Start of Block

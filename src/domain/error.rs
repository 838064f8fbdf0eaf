use serde::{Deserialize, Serialize};
use std::fmt;

#[derive(Debug, Serialize, Deserialize)]
pub enum AppError {
    Internal(String),
    NotFound(String),
    ValidationError(String),
    ParseError(String),
    ConfigError(String),
    DatabaseError(String),
    IoError(String),
}

impl fmt::Display for AppError {
    fn fmt(&self, f: &mut fmt::Formatter<'_>) -> fmt::Result {
        match self {
            AppError::Internal(msg) => write!(f, "Internal error: {}", msg),
            AppError::NotFound(msg) => write!(f, "Not found: {}", msg),
            AppError::ValidationError(msg) => write!(f, "Validation error: {}", msg),
            AppError::ParseError(msg) => write!(f, "Parse error: {}", msg),
            AppError::ConfigError(msg) => write!(f, "Config error: {}", msg),
            AppError::DatabaseError(msg) => write!(f, "Database error: {}", msg),
            AppError::IoError(msg) => write!(f, "IO error: {}", msg),
        }
    }
}

impl std::error::Error for AppError {}

impl From<std::io::Error> for AppError {
    fn from(err: std::io::Error) -> Self {
        AppError::IoError(err.to_string())
    }
}

impl From<csv::Error> for AppError {
    fn from(err: csv::Error) -> Self {
        AppError::ParseError(err.to_string())
    }
}

pub type Result<T> = std::result::Result<T, AppError>;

End of Block

* Instructions for the task
Look through the entries for the string "Serialize". Every line that has it belongs in the answer.

* Response below
use serde::{Deserialize, Serialize};
#[derive(Debug, Serialize, Deserialize)]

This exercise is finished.